In contrast, intrastate trucking involves transporting goods only within a single state, and the goods’ destination is within the state from which it originated.

The important difference between interstate and intrastate trucking is the laws and regulations that apply to each industry.  Whereas the interstate trucking industry must adhere to the rules and regulations of the Federal Motor Carrier Safety Association (FMCSA), the intrastate trucking industry is subject to the rules and regulations of the individual state.

Because different sets of laws apply to each industry, interstate and intrastate truckers have to meet different requirements.  For instance, the maximum number of consecutive hours that a truck driver can drive may differ depending on whether the driver is engaged in interstate or intrastate trucking.  The amount of insurance that a trucking company is required to carry also depends on whether the company is engaged in interstate or intrastate trucking.

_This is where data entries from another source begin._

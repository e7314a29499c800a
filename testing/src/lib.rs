//! # Campus Points Testing
//!
//! Testing utilities for the campus points ledger.
//!
//! This crate provides:
//! - Deterministic clocks and a conflict-injecting store decorator ([`mocks`])
//! - A fixture builder that registers accounts and funds them through the ledger
//!   ([`fixtures`])
//! - Reconciliation assertions ([`assertions`])
//! - proptest strategies for random ledger operation sequences ([`properties`])
//!
//! ## Example
//!
//! ```rust
//! use campus_points_testing::{LedgerFixture, assert_reconciled};
//! use campus_points_core::{AccountId, Actor, Role};
//!
//! # async fn example() {
//! let fixture = LedgerFixture::builder()
//!     .member("user0001", 100)
//!     .member("user0002", 0)
//!     .build()
//!     .await
//!     .unwrap();
//!
//! let alice = AccountId::new("user0001");
//! let bob = AccountId::new("user0002");
//! fixture
//!     .ledger
//!     .record_transfer(&Actor::new("user0001", Role::Regular), &alice, &bob, 100, "")
//!     .await
//!     .unwrap();
//!
//! assert_reconciled(&fixture.ledger, &[alice, bob]).await;
//! # }
//! ```

pub mod assertions;
pub mod fixtures;
pub mod mocks;
pub mod properties;

// Re-export commonly used items
pub use assertions::{assert_pool_conserved, assert_reconciled, assert_transfers_paired};
pub use fixtures::{LedgerFixture, LedgerFixtureBuilder};
pub use mocks::{ConflictingStore, FixedClock, test_clock};

/// Install a `tracing` subscriber for test output, honoring `RUST_LOG`.
///
/// Safe to call from every test; only the first call installs.
pub fn init_test_tracing() {
    use tracing_subscriber::{EnvFilter, fmt};

    let _ = fmt()
        .with_env_filter(EnvFilter::try_from_default_env().unwrap_or_else(|_| EnvFilter::new("warn")))
        .with_test_writer()
        .try_init();
}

Determining whether you were involved in a car accident with an interstate or intrastate trucking company can make a difference in your legal options and remedies.  Consider consulting with an experienced trucking accident attorney to learn more about how these types of industries may affect your legal rights. 



Filing a trucking accident claim may seem intimidating, but a helpful attorney may be able to do most of the heaving lifting for you.  Listed below are the key phases that comprise a trucking accident claim.

1. Call a Truck Accident Lawyer

If you have been injured in a trucking accident and would like to file a claim, your first step should be to contact a trucking accident attorney.  After contacting an attorney, the attorney may ask to meet with you in person or speak to you over the phone. 

The purpose of this meeting is to learn as much about your case as possible.  For instance, the attorney may ask you important questions, such as when the accident occurred, how the accident occurred, and what injuries you sustained.  If necessary, the attorney may then initiate the formal process of filing a personal injury lawsuit.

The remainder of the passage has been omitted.